One pathway identified by human genetics as a major player in the control of bone formation is the Wnt signaling pathway [1]. This pathway is crucial for the specification of cell fates, regulation of cell growth, differentiation, and apoptosis. Wnt ligands are secreted lipid-modified glycoproteins that signal through a receptor complex comprising a member of the Frizzled family of seven transmembrane domain receptors, and the co-receptor lipoprotein-receptor related proteins (LRPs) 5 or 6. Inactivating mutations in the gene for LRP5 result in impaired bone mass and severe osteoporosis, with heterozygous carriers also having reduced bone mass and an increased incidence of osteoporotic fractures. On the other hand, an activating mutation of the same gene is associated with a greatly increased bone mass.

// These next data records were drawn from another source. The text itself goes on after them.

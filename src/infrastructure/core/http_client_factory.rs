use reqwest::Client;
use reqwest_middleware::{ClientBuilder, ClientWithMiddleware};
use reqwest_retry::{RetryTransientMiddleware, policies::ExponentialBackoff};
use std::time::Duration;

/// Shared HTTP client for upstream adapters: exponential-backoff retry on
/// transient failures, bounded connect and request timeouts.
pub fn build_client(timeout: Duration) -> ClientWithMiddleware {
    let retry_policy = ExponentialBackoff::builder().build_with_max_retries(3);

    let client = Client::builder()
        .pool_max_idle_per_host(4)
        .timeout(timeout)
        .connect_timeout(Duration::from_secs(10))
        .build()
        .unwrap_or_else(|_| Client::new());

    ClientBuilder::new(client)
        .with(RetryTransientMiddleware::new_with_policy(retry_policy))
        .build()
}

/// reqwest-middleware does not expose `.query()`, so adapters build query
/// strings through this helper instead.
pub fn url_with_query<K, V>(base: &str, params: &[(K, V)]) -> String
where
    K: AsRef<str>,
    V: AsRef<str>,
{
    if params.is_empty() {
        return base.to_string();
    }
    let query = params
        .iter()
        .map(|(k, v)| format!("{}={}", encode(k.as_ref()), encode(v.as_ref())))
        .collect::<Vec<_>>()
        .join("&");
    let sep = if base.contains('?') { '&' } else { '?' };
    format!("{}{}{}", base, sep, query)
}

fn encode(s: &str) -> String {
    let mut out = String::with_capacity(s.len());
    for c in s.chars() {
        match c {
            'A'..='Z' | 'a'..='z' | '0'..='9' | '-' | '_' | '.' | '~' => out.push(c),
            _ => {
                for byte in c.to_string().as_bytes() {
                    out.push_str(&format!("%{:02X}", byte));
                }
            }
        }
    }
    out
}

Activation of Wnt signaling by the interaction of LRP5 with the Wnt-Frizzled ligand–receptor complex results in inhibition of β-catenin phosphorylation by a kinase called GSK-3β. Inhibition of GSK protects β-catenin from degradation and allows this protein to reach the nucleus and activate gene transcription. Activation of Wnt signaling pathway results in inhibition of chondrocyte differentiation and promotion of bone formation.

Pharmacological manipulation of the Wnt signaling is a possible way to promote bone formation: inhibition of extracellular proteins which prevent Wnt-LRP5/6 interaction should increase bone mass.

1. Martin TJ et al. Osteoporos Int. 2008;19:1125-1138.
2. Macsai CE et al. J Cell Physiol. 2008;215:578–587.